Another commonly used approach to concept-based IR is topic modeling, which aims to capture the relationships between terms through grouping them into topics automatically based on global and local statistics. Notable approaches include Latent Semantic Indexing (Deerwester et al. 1990) and latent dirichlet allocation (Blei et al. 2003) based document modeling (Wei and Croft 2006), and noticeable improvements could be observed. Nevertheless, topic modeling is often computationally expensive and the generated concepts are often difficult to interpret, making the application to large scale (e.g., the Web) infeasible and untraceable. In contrast, the entity model in LES could be obtained offline and relative low computation cost and is well suitable for parallel execution, and does not require complicated statistical inference as topic modeling does, thus clearly is more applicable to Web scale data. Besides, LES exploits explicit entities from human-curated knowledge base rather than implicit topics with no prior knowledge to represent the semantic aspects for query and document, making it more easy to interpret and analysis.

2.2 Entity retrieval

Our work is related to entity retrieval, as LES needs to select top-k related entities with regard to query serve as dimensions in LES, a process similar to entity retrieval where entities matching the relevance criterion (e.g., relation, type, etc.) in query will be returned to fulfill user’s information need.

Entity retrieval was first investigated in the expert search task of the Enterprise Track (Craswell et al. 2005; Soboroff et al. 2006) in the TREC conference with the goal to find people with specific expertise.
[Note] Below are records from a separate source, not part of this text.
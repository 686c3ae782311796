//! Player controller: lane changes, jumps, and the animation curves the
//! renderer samples.

use super::config::RunnerConfig;
use super::lane::Lane;

/// Lane-change animations are dropped after this long.
const LANE_SHIFT_SETTLE_MS: u64 = 2000;

/// A completed swipe.
#[derive(Debug, Clone, Copy, PartialEq, Eq)]
pub enum Swipe {
    Left,
    Right,
    Up,
}

/// Raw drag displacement from press to release, in screen units.
/// Negative `dy` is upward.
#[derive(Debug, Clone, Copy, PartialEq)]
pub struct Gesture {
    pub dx: f64,
    pub dy: f64,
}

impl Gesture {
    pub fn new(dx: f64, dy: f64) -> Self {
        Self { dx, dy }
    }

    /// Interpret the drag. Predominantly horizontal drags past `threshold`
    /// are lane swipes; predominantly vertical upward drags past it are
    /// jumps. Anything else is ignored.
    pub fn classify(&self, threshold: f64) -> Option<Swipe> {
        if self.dx.abs() > self.dy.abs() {
            if self.dx > threshold {
                Some(Swipe::Right)
            } else if self.dx < -threshold {
                Some(Swipe::Left)
            } else {
                None
            }
        } else if self.dy < -threshold {
            Some(Swipe::Up)
        } else {
            None
        }
    }
}

/// What a swipe did to the player.
#[derive(Debug, Clone, Copy, PartialEq, Eq)]
pub enum SwipeOutcome {
    Moved { from: Lane, to: Lane },
    Jumped,
    /// Lane swipe toward a track edge the player already occupies.
    AtEdge,
    /// Jump requested while one is still in flight.
    AlreadyJumping,
}

#[derive(Debug, Clone, Copy, PartialEq, Eq)]
pub struct LaneShift {
    pub from: Lane,
    pub started_at_ms: u64,
}

#[derive(Debug, Clone, Copy, PartialEq, Eq)]
pub struct Jump {
    pub started_at_ms: u64,
}

#[derive(Debug, Clone, PartialEq, Eq, Default)]
pub struct Player {
    /// Logical lane, used for collisions. Changes the instant a swipe lands.
    pub lane: Lane,
    /// Visual transition from the previous lane.
    pub shift: Option<LaneShift>,
    pub jump: Option<Jump>,
}

impl Player {
    pub fn new() -> Self {
        Self::default()
    }

    pub fn is_jumping(&self, now_ms: u64, config: &RunnerConfig) -> bool {
        self.jump
            .is_some_and(|j| now_ms < j.started_at_ms.saturating_add(config.jump_duration_ms()))
    }

    /// Apply a swipe at `now_ms`.
    pub fn apply_swipe(&mut self, swipe: Swipe, now_ms: u64, config: &RunnerConfig) -> SwipeOutcome {
        match swipe {
            Swipe::Left | Swipe::Right => {
                let target = if swipe == Swipe::Left {
                    self.lane.left()
                } else {
                    self.lane.right()
                };
                match target {
                    Some(to) => {
                        let from = self.lane;
                        self.lane = to;
                        self.shift = Some(LaneShift {
                            from,
                            started_at_ms: now_ms,
                        });
                        SwipeOutcome::Moved { from, to }
                    }
                    None => SwipeOutcome::AtEdge,
                }
            }
            Swipe::Up => {
                if self.is_jumping(now_ms, config) {
                    SwipeOutcome::AlreadyJumping
                } else {
                    self.jump = Some(Jump {
                        started_at_ms: now_ms,
                    });
                    SwipeOutcome::Jumped
                }
            }
        }
    }

    /// Drop finished animations. Returns true if a jump landed.
    pub fn settle(&mut self, now_ms: u64, config: &RunnerConfig) -> bool {
        if self
            .shift
            .is_some_and(|s| now_ms.saturating_sub(s.started_at_ms) >= LANE_SHIFT_SETTLE_MS)
        {
            self.shift = None;
        }

        if self.jump.is_some() && !self.is_jumping(now_ms, config) {
            self.jump = None;
            return true;
        }
        false
    }

    /// Horizontal screen position (fraction of width), following a damped
    /// spring from the previous lane.
    pub fn visual_x(&self, now_ms: u64, config: &RunnerConfig) -> f64 {
        let target = self.lane.screen_x();
        match self.shift {
            Some(shift) => {
                let t = now_ms.saturating_sub(shift.started_at_ms) as f64 / 1000.0;
                let p = spring_progress(t, config.lane_spring_tension, config.lane_spring_friction);
                let from = shift.from.screen_x();
                from + (target - from) * p
            }
            None => target,
        }
    }

    /// Jump height in `[0, 1]`: linear rise over the first phase, linear
    /// fall over the second.
    pub fn jump_height(&self, now_ms: u64, config: &RunnerConfig) -> f64 {
        let Some(jump) = self.jump else {
            return 0.0;
        };
        let phase = config.jump_phase_ms as f64;
        let t = now_ms.saturating_sub(jump.started_at_ms) as f64;
        if t < phase {
            t / phase
        } else if t < phase * 2.0 {
            1.0 - (t - phase) / phase
        } else {
            0.0
        }
    }

    /// Sprite scale, pulsing to `jump_scale` at the top of a jump.
    pub fn scale(&self, now_ms: u64, config: &RunnerConfig) -> f64 {
        1.0 + (config.jump_scale - 1.0) * self.jump_height(now_ms, config)
    }
}

/// Position of a unit-mass spring released from 0 toward 1 after `t`
/// seconds.
pub fn spring_progress(t: f64, tension: f64, friction: f64) -> f64 {
    if t <= 0.0 {
        return 0.0;
    }
    let omega = tension.sqrt();
    let zeta = friction / (2.0 * omega);

    if zeta < 1.0 {
        let omega_d = omega * (1.0 - zeta * zeta).sqrt();
        let envelope = (-zeta * omega * t).exp();
        1.0 - envelope * ((omega_d * t).cos() + (zeta * omega / omega_d) * (omega_d * t).sin())
    } else if (zeta - 1.0).abs() < f64::EPSILON {
        1.0 - (-omega * t).exp() * (1.0 + omega * t)
    } else {
        let root = (zeta * zeta - 1.0).sqrt();
        let r1 = -omega * (zeta - root);
        let r2 = -omega * (zeta + root);
        1.0 - (r2 * (r1 * t).exp() - r1 * (r2 * t).exp()) / (r2 - r1)
    }
}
As preliminary endeavor, only one entity type (i.e., person) was studied though, it received intensive attention from the research community. Notable approaches include leverage documents to model the expert’s knowledge (Balog et al. 2006), probabilistic generative models using documents to connect queries and experts (Fang and Zhai 2007), voting based on data fusion across a range of document and field weighting models (Macdonald and Ounis 2006) and proximity based document modeling (Petkova and Croft 2007). It is interesting to note that (Demartini et al. 2009; Demartini 2011) proposed a novel vector space model to rank the expert entities by representing queries and entities in the vector space of topics, where each topic serves as one dimension. The relevance score between the query and entity is estimated by cosine similarity between their vector representations. Although the topic vector space and LES are trying to solve different IR problems, they shares some commonalities in the sense that they both leverage latent space to model relevance.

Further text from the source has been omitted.